In animals, an isozyme of hexokinase called glucokinase is also used in the liver, which has a much lower affinity for glucose (K_{m} in the vicinity of normal glycemia), and differs in regulatory properties. The different substrate affinity and alternate regulation of this enzyme are a reflection of the role of the liver in maintaining blood sugar levels.

Cofactors: Mg^{2+}

=== Conversion of glucose-6-phosphate to 6-phosphogluconolactone ===
The G6P is then converted to 6-phosphogluconolactone (6PGL) in the presence of enzyme glucose-6-phosphate dehydrogenase (an oxido-reductase) with the presence of co-enzyme nicotinamide adenine dinucleotide phosphate (NADP^{+}), which will be reduced to NADPH along with a free hydrogen atom H^{+}.

=== Conversion of 6-phosphogluconolactone to 6-phosphogluconic acid ===
The 6PGL is converted into 6-phosphogluconic acid in the presence of enzyme hydrolase.

=== Conversion of 6-phosphogluconic acid to 2-keto-3-deoxy-6-phosphogluconate ===
The 6-phosphogluconic acid is converted to 2-keto-3-deoxy-6-phosphogluconate (KDPG) in the presence of enzyme 6-phosphogluconate dehydratase; in the process, a water molecule is released.

=== Conversion of 2-keto-3-deoxy-6-phosphogluconate to pyruvate and glyceraldehyde-3-phosphate ===
The KDPG is then converted into pyruvate and glyceraldehyde-3-phosphate (G3P) in the presence of enzyme KDPG aldolase.
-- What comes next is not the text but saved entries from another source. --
//! Persisted record and request types.
//!
//! The records are the on-disk `metadata.json` documents; field names are
//! part of the format and timestamps are RFC 3339 in UTC.

use std::path::PathBuf;

use chrono::{DateTime, Utc};
use serde::{Deserialize, Serialize};

/// Persistent metadata of one volume.
#[derive(Debug, Clone, PartialEq, Serialize, Deserialize)]
pub struct VolumeRecord {
    /// Volume name, unique within the tenant.
    pub name: String,
    /// Absolute volume directory (the parent of `data/`).
    pub path: PathBuf,
    /// Provisioned size in bytes. Monotonically non-decreasing.
    pub size_bytes: u64,
    /// Whether the no-COW attribute is set on the data subvolume.
    /// One-way: once set it is never cleared.
    pub nocow: bool,
    /// Compression setting (`""`, `"none"`, or `algo[:level]`).
    pub compression: String,
    /// Qgroup limit in bytes. Never below `size_bytes`.
    pub quota_bytes: u64,
    /// Referenced bytes as last sampled by the usage reconciler.
    #[serde(default)]
    pub used_bytes: u64,
    /// Owning user of the data subvolume.
    pub uid: u32,
    /// Owning group of the data subvolume.
    pub gid: u32,
    /// Permission bits of the data subvolume as an octal string
    /// (e.g. `"2770"`).
    pub mode: String,
    /// Clients this volume is published to. The desired export set; the
    /// live table converges to it.
    #[serde(default, skip_serializing_if = "Vec::is_empty")]
    pub clients: Vec<String>,
    /// Creation time. Never changes.
    pub created_at: DateTime<Utc>,
    /// Time of the last mutation.
    pub updated_at: DateTime<Utc>,
    /// Time of the most recent export call, if any.
    #[serde(default, skip_serializing_if = "Option::is_none")]
    pub last_attach_at: Option<DateTime<Utc>>,
}

/// Persistent metadata of one snapshot.
#[derive(Debug, Clone, PartialEq, Serialize, Deserialize)]
pub struct SnapshotRecord {
    /// Snapshot name, unique within the tenant.
    pub name: String,
    /// Name of the source volume.
    pub volume: String,
    /// Absolute snapshot directory.
    pub path: PathBuf,
    /// Size of the source volume at creation time.
    pub size_bytes: u64,
    /// Referenced bytes as last sampled by the usage reconciler.
    #[serde(default)]
    pub used_bytes: u64,
    /// Exclusive bytes as last sampled by the usage reconciler.
    #[serde(default)]
    pub exclusive_bytes: u64,
    /// Always true; snapshots are immutable.
    pub readonly: bool,
    /// Creation time. Never changes.
    pub created_at: DateTime<Utc>,
    /// Time of the last mutation (usage drift only).
    pub updated_at: DateTime<Utc>,
}

/// Persistent metadata of one clone: a writable sibling of a volume
/// materialized from a snapshot.
#[derive(Debug, Clone, PartialEq, Serialize, Deserialize)]
pub struct CloneRecord {
    /// Clone name, unique within the tenant.
    pub name: String,
    /// Name of the snapshot the clone was materialized from.
    pub source_snapshot: String,
    /// Absolute clone directory.
    pub path: PathBuf,
    /// Creation time.
    pub created_at: DateTime<Utc>,
}

/// One `(path, client)` pair of the export table.
#[derive(Debug, Clone, PartialEq, Eq, Serialize, Deserialize)]
pub struct ExportEntry {
    /// Exported directory.
    pub path: String,
    /// Client the directory is published to.
    pub client: String,
}

/// Filesystem totals of the tenant's backing filesystem.
#[derive(Debug, Clone, Copy, PartialEq, Eq, Serialize, Deserialize)]
pub struct FsStats {
    /// Total size in bytes.
    pub total_bytes: u64,
    /// Bytes in use (total minus available).
    pub used_bytes: u64,
    /// Bytes available.
    pub free_bytes: u64,
}

/// Request to create a volume.
#[derive(Debug, Clone, Default, Serialize, Deserialize)]
pub struct VolumeCreateRequest {
    /// Volume name.
    pub name: String,
    /// Provisioned size in bytes. Required, non-zero.
    pub size_bytes: u64,
    /// Set the no-COW attribute on the data subvolume.
    #[serde(default)]
    pub nocow: bool,
    /// Compression setting. Mutually exclusive with `nocow`.
    #[serde(default)]
    pub compression: String,
    /// Qgroup limit in bytes. Defaults to `size_bytes` when zero.
    #[serde(default)]
    pub quota_bytes: u64,
    /// Owning user for the data subvolume.
    #[serde(default)]
    pub uid: u32,
    /// Owning group for the data subvolume.
    #[serde(default)]
    pub gid: u32,
    /// Permission bits as an octal string. Defaults to the engine's
    /// configured data mode when empty.
    #[serde(default)]
    pub mode: String,
}

/// Partial update of a volume. Absent fields are left untouched.
#[derive(Debug, Clone, Default, Serialize, Deserialize)]
pub struct VolumeUpdateRequest {
    /// New size in bytes; must be strictly greater than the current size.
    /// Also becomes the new quota.
    #[serde(default, skip_serializing_if = "Option::is_none")]
    pub size_bytes: Option<u64>,
    /// Set the no-COW attribute. `false` after the attribute was set is
    /// refused silently.
    #[serde(default, skip_serializing_if = "Option::is_none")]
    pub nocow: Option<bool>,
    /// New compression setting.
    #[serde(default, skip_serializing_if = "Option::is_none")]
    pub compression: Option<String>,
    /// New owning user.
    #[serde(default, skip_serializing_if = "Option::is_none")]
    pub uid: Option<u32>,
    /// New owning group.
    #[serde(default, skip_serializing_if = "Option::is_none")]
    pub gid: Option<u32>,
    /// New permission bits as an octal string.
    #[serde(default, skip_serializing_if = "Option::is_none")]
    pub mode: Option<String>,
}

/// Request to snapshot a volume.
#[derive(Debug, Clone, Default, Serialize, Deserialize)]
pub struct SnapshotCreateRequest {
    /// Source volume name.
    pub volume: String,
    /// Snapshot name.
    pub name: String,
}

/// Request to clone a snapshot into a writable volume sibling.
#[derive(Debug, Clone, Default, Serialize, Deserialize)]
pub struct CloneCreateRequest {
    /// Source snapshot name.
    pub snapshot: String,
    /// Clone name.
    pub name: String,
}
For the pyruvate, the ED pathway ends here, and the pyruvate then goes into further metabolic pathways (TCA cycle, ETC cycle, etc).

The other product, G3P, is further converted by entering into the glycolysis pathway, via which it, too, gets converted into pyruvate for further metabolism.

=== Conversion of glyceraldehyde-3-phosphate to 1,3-bisphosphoglycerate ===
The G3P is converted to 1,3-bisphosphoglycerate in the presence of enzyme glyceraldehyde-3-phosphate dehydrogenase (an oxido-reductase).

The aldehyde groups of the triose sugars are oxidised, and inorganic phosphate is added to them, forming 1,3-bisphosphoglycerate.

The hydrogen is used to reduce two molecules of NAD^{+}, a hydrogen carrier, to give NADH + H^{+} for each triose.

Hydrogen atom balance and charge balance are both maintained because the phosphate (P_{i}) group actually exists in the form of a hydrogen phosphate anion (HPO_{4}^{2−}), which dissociates to contribute the extra H^{+} ion and gives a net charge of -3 on both sides.

=== Conversion of 1,3-bisphosphoglycerate to 3-phosphoglycerate ===
This step is the enzymatic transfer of a phosphate group from 1,3-bisphosphoglycerate to ADP by phosphoglycerate kinase, forming ATP and 3-phosphoglycerate.

=== Conversion of 3-phosphoglycerate to 2-phosphoglycerate ===
Phosphoglycerate mutase isomerises 3-phosphoglycerate into 2-phosphoglycerate.

=== Conversion of 2-phosphoglycerate to phosphoenolpyruvate ===
Enolase next converts 2-phosphoglycerate to phosphoenolpyruvate. This reaction is an elimination reaction involving an E1cB mechanism.

Cofactors: 2 Mg^{2+}: one "conformational" ion to coordinate with the carboxylate group of the substrate, and one "catalytic" ion that participates in the dehydration.

=== Conversion of phosphoenol pyruvate to pyruvate ===
A final substrate-level phosphorylation now forms a molecule of pyruvate and a molecule of ATP by means of the enzyme pyruvate kinase. This serves as an additional regulatory step, similar to the phosphoglycerate kinase step.